Given data:
···

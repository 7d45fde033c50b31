//! The fluent request chain.
//!
//! A [`Chain`] owns everything a request needs before it is sent: the path
//! segments and the parameter object. Verbs consume the chain and build a
//! [`RequestDescriptor`] before returning their future, so two chains
//! started from the same client never share state.

use futures::future::BoxFuture;
use serde::Serialize;
use serde_json::{Map, Value};

use seniorvu_auth::{AuthResult, Credentials};
use seniorvu_client::RequestMethod;

use crate::client::SeniorVu;
use crate::dispatch::{Reply, RequestDescriptor};
use crate::error::{Error, Result};
use crate::paths::Path;

/// Future returned by the terminal verbs.
pub type ReplyFuture<'c> = BoxFuture<'c, Result<Reply>>;

/// Whether anything has been appended to a chain yet.
#[derive(Debug, Clone, Copy, PartialEq, Eq)]
pub enum Mode {
    /// Nothing appended; `authenticate` is allowed.
    Standalone,
    /// At least one segment or parameter object appended.
    MidChain,
}

/// An argument to a chain call.
///
/// Objects become the chain's parameters, `null`/`None`/`()` are ignored,
/// and everything else becomes a literal path segment.
#[derive(Debug, Clone, PartialEq)]
pub enum ChainArg {
    /// Leaves the chain unchanged.
    None,
    /// One path segment, percent-encoded when the URL is built.
    Segment(String),
    /// Query or body parameters, shallow-merged over earlier ones.
    Params(Map<String, Value>),
}

impl From<()> for ChainArg {
    fn from(_: ()) -> Self {
        ChainArg::None
    }
}

impl From<&str> for ChainArg {
    fn from(segment: &str) -> Self {
        ChainArg::Segment(segment.to_string())
    }
}

impl From<String> for ChainArg {
    fn from(segment: String) -> Self {
        ChainArg::Segment(segment)
    }
}

impl From<&String> for ChainArg {
    fn from(segment: &String) -> Self {
        ChainArg::Segment(segment.clone())
    }
}

macro_rules! segment_from_display {
    ($($ty:ty),*) => {
        $(
            impl From<$ty> for ChainArg {
                fn from(segment: $ty) -> Self {
                    ChainArg::Segment(segment.to_string())
                }
            }
        )*
    };
}

segment_from_display!(i32, i64, u32, u64, usize, bool);

impl From<Map<String, Value>> for ChainArg {
    fn from(params: Map<String, Value>) -> Self {
        ChainArg::Params(params)
    }
}

impl From<Value> for ChainArg {
    fn from(value: Value) -> Self {
        match value {
            Value::Null => ChainArg::None,
            Value::Object(params) => ChainArg::Params(params),
            Value::String(segment) => ChainArg::Segment(segment),
            Value::Array(items) => ChainArg::Segment(
                items
                    .iter()
                    .map(scalar_text)
                    .collect::<Vec<_>>()
                    .join(","),
            ),
            other => ChainArg::Segment(other.to_string()),
        }
    }
}

impl<T: Into<ChainArg>> From<Option<T>> for ChainArg {
    fn from(value: Option<T>) -> Self {
        value.map_or(ChainArg::None, Into::into)
    }
}

fn scalar_text(value: &Value) -> String {
    match value {
        Value::String(s) => s.clone(),
        Value::Null => String::new(),
        other => other.to_string(),
    }
}

/// A request being built.
#[derive(Clone)]
pub struct Chain<'c> {
    client: &'c SeniorVu,
    segments: Vec<String>,
    params: Option<Map<String, Value>>,
    mode: Mode,
}

impl std::fmt::Debug for Chain<'_> {
    fn fmt(&self, f: &mut std::fmt::Formatter<'_>) -> std::fmt::Result {
        f.debug_struct("Chain")
            .field("segments", &self.segments)
            .field("params", &self.params)
            .field("mode", &self.mode)
            .finish_non_exhaustive()
    }
}

impl<'c> Chain<'c> {
    pub(crate) fn new(client: &'c SeniorVu) -> Self {
        Self {
            client,
            segments: Vec::new(),
            params: None,
            mode: Mode::Standalone,
        }
    }

    /// Path segments appended so far.
    pub fn segments(&self) -> &[String] {
        &self.segments
    }

    /// The parameter object, if one was given.
    pub fn params(&self) -> Option<&Map<String, Value>> {
        self.params.as_ref()
    }

    /// Whether anything has been appended yet.
    pub fn mode(&self) -> Mode {
        self.mode
    }

    /// Append a known path name.
    pub fn path(mut self, path: Path) -> Self {
        self.segments.push(path.segment().to_string());
        self.mode = Mode::MidChain;
        self
    }

    /// Append a segment or parameter object.
    ///
    /// Parameter objects given by several calls are merged; later keys win.
    pub fn arg(mut self, arg: impl Into<ChainArg>) -> Self {
        match arg.into() {
            ChainArg::None => return self,
            ChainArg::Segment(segment) => self.segments.push(segment),
            ChainArg::Params(params) => self.params.get_or_insert_with(Map::new).extend(params),
        }
        self.mode = Mode::MidChain;
        self
    }

    /// Send a GET request with the chain's parameters as the query string.
    pub fn get(self) -> ReplyFuture<'c> {
        let request = self.into_request(RequestMethod::Get, None);
        self.client_dispatch(request)
    }

    /// Send a GET request, merging `query` over the chain's parameters.
    pub fn get_with<Q: Serialize + ?Sized>(self, query: &Q) -> ReplyFuture<'c> {
        let request = serde_json::to_value(query)
            .map_err(Error::from)
            .and_then(|query| self.into_request(RequestMethod::Get, Some(query)));
        self.client_dispatch(request)
    }

    /// Send a POST request with `body` as JSON.
    pub fn post<B: Serialize + ?Sized>(self, body: &B) -> ReplyFuture<'c> {
        self.send_body(RequestMethod::Post, body)
    }

    /// Send a PUT request with `body` as JSON.
    pub fn put<B: Serialize + ?Sized>(self, body: &B) -> ReplyFuture<'c> {
        self.send_body(RequestMethod::Put, body)
    }

    /// Send a DELETE request with the chain's parameters as the query string.
    pub fn delete(self) -> ReplyFuture<'c> {
        let request = self.into_request(RequestMethod::Delete, None);
        self.client_dispatch(request)
    }

    /// Send a DELETE request with `body` as JSON.
    pub fn delete_with<B: Serialize + ?Sized>(self, body: &B) -> ReplyFuture<'c> {
        self.send_body(RequestMethod::Delete, body)
    }

    /// Authenticate through the client. Only valid before anything has been
    /// appended to the chain.
    pub fn authenticate(self, credentials: Option<Credentials>) -> BoxFuture<'c, Result<AuthResult>> {
        let client = self.client;
        let mode = self.mode;
        Box::pin(async move {
            if mode == Mode::MidChain {
                return Err(Error::chain_misuse("authenticate called mid-chain"));
            }
            match credentials {
                Some(credentials) => client.authenticate_with(credentials).await,
                None => client.authenticate().await,
            }
        })
    }

    /// Build the request a verb would send, without sending it.
    ///
    /// For GET, and DELETE without a body, the chain's parameters and
    /// `body` are merged (body keys win) into the query string. For the
    /// other verbs an object `body` is sent as JSON with the chain's
    /// parameters merged underneath it; a non-object body is sent as is and
    /// the parameters go to the query string.
    pub fn into_request(&self, method: RequestMethod, body: Option<Value>) -> Result<RequestDescriptor> {
        if self.segments.is_empty() {
            return Err(Error::chain_misuse(format!(
                "{method} called without any path segments"
            )));
        }

        let params = self.params.clone().unwrap_or_default();
        let base_url = self.client.base_url();
        let reads_query = method.is_read() || body.is_none();

        let (query, body) = if reads_query {
            let mut query = params;
            match body {
                Some(Value::Object(extra)) => query.extend(extra),
                Some(Value::Null) | None => {}
                Some(other) => {
                    return Err(Error::chain_misuse(format!(
                        "{method} query must be an object, got {other}"
                    )));
                }
            }
            (query, None)
        } else {
            match body {
                Some(Value::Object(fields)) => {
                    let mut merged = params;
                    merged.extend(fields);
                    (Map::new(), Some(Value::Object(merged)))
                }
                other => (params, other),
            }
        };

        Ok(RequestDescriptor::new(
            method,
            base_url,
            &self.segments,
            &query,
            body,
        ))
    }

    fn send_body<B: Serialize + ?Sized>(self, method: RequestMethod, body: &B) -> ReplyFuture<'c> {
        let request = serde_json::to_value(body)
            .map_err(Error::from)
            .and_then(|body| self.into_request(method, Some(body)));
        self.client_dispatch(request)
    }

    fn client_dispatch(self, request: Result<RequestDescriptor>) -> ReplyFuture<'c> {
        self.client.dispatch(request)
    }
}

···

About this exercise:
Return exactly the lines above from the line that has "later keys win." through the line that has "pub fn post<B: Serialize", inclusive, and nothing else.

Answer to this exercise:
    /// Parameter objects given by several calls are merged; later keys win.
    pub fn arg(mut self, arg: impl Into<ChainArg>) -> Self {
        match arg.into() {
            ChainArg::None => return self,
            ChainArg::Segment(segment) => self.segments.push(segment),
            ChainArg::Params(params) => self.params.get_or_insert_with(Map::new).extend(params),
        }
        self.mode = Mode::MidChain;
        self
    }

    /// Send a GET request with the chain's parameters as the query string.
    pub fn get(self) -> ReplyFuture<'c> {
        let request = self.into_request(RequestMethod::Get, None);
        self.client_dispatch(request)
    }

    /// Send a GET request, merging `query` over the chain's parameters.
    pub fn get_with<Q: Serialize + ?Sized>(self, query: &Q) -> ReplyFuture<'c> {
        let request = serde_json::to_value(query)
            .map_err(Error::from)
            .and_then(|query| self.into_request(RequestMethod::Get, Some(query)));
        self.client_dispatch(request)
    }

    /// Send a POST request with `body` as JSON.
    pub fn post<B: Serialize + ?Sized>(self, body: &B) -> ReplyFuture<'c> {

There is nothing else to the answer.